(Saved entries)
***

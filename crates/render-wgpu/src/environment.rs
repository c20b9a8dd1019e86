use wgpu::util::DeviceExt;
use wobble_assets::EnvironmentMap;

/// The environment map on the GPU, with its full mip chain.
pub struct EnvironmentTexture {
    pub view: wgpu::TextureView,
    pub sampler: wgpu::Sampler,
    pub mip_count: u32,
}

impl EnvironmentTexture {
    pub fn upload(device: &wgpu::Device, queue: &wgpu::Queue, map: &EnvironmentMap) -> Self {
        let mip_count = map.mips.len().max(1) as u32;
        let texture = device.create_texture_with_data(
            queue,
            &wgpu::TextureDescriptor {
                label: Some("environment"),
                size: wgpu::Extent3d {
                    width: map.width().max(1),
                    height: map.height().max(1),
                    depth_or_array_layers: 1,
                },
                mip_level_count: mip_count,
                sample_count: 1,
                dimension: wgpu::TextureDimension::D2,
                format: wgpu::TextureFormat::Rgba8UnormSrgb,
                usage: wgpu::TextureUsages::TEXTURE_BINDING | wgpu::TextureUsages::COPY_DST,
                view_formats: &[],
            },
            wgpu::util::TextureDataOrder::LayerMajor,
            &map.level_major_bytes(),
        );
        let view = texture.create_view(&wgpu::TextureViewDescriptor::default());
        // Longitude wraps, latitude does not.
        let sampler = device.create_sampler(&wgpu::SamplerDescriptor {
            label: Some("environment_sampler"),
            address_mode_u: wgpu::AddressMode::Repeat,
            address_mode_v: wgpu::AddressMode::ClampToEdge,
            address_mode_w: wgpu::AddressMode::ClampToEdge,
            mag_filter: wgpu::FilterMode::Linear,
            min_filter: wgpu::FilterMode::Linear,
            mipmap_filter: wgpu::FilterMode::Linear,
            ..Default::default()
        });
        tracing::info!(
            "environment uploaded: {}x{}, {mip_count} mips",
            map.width(),
            map.height()
        );
        Self {
            view,
            sampler,
            mip_count,
        }
    }
}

***

## Problem requirements
Copy here each line of the preceding records with "Self" in it.

## Answer to the problem
    pub fn upload(device: &wgpu::Device, queue: &wgpu::Queue, map: &EnvironmentMap) -> Self {
        Self {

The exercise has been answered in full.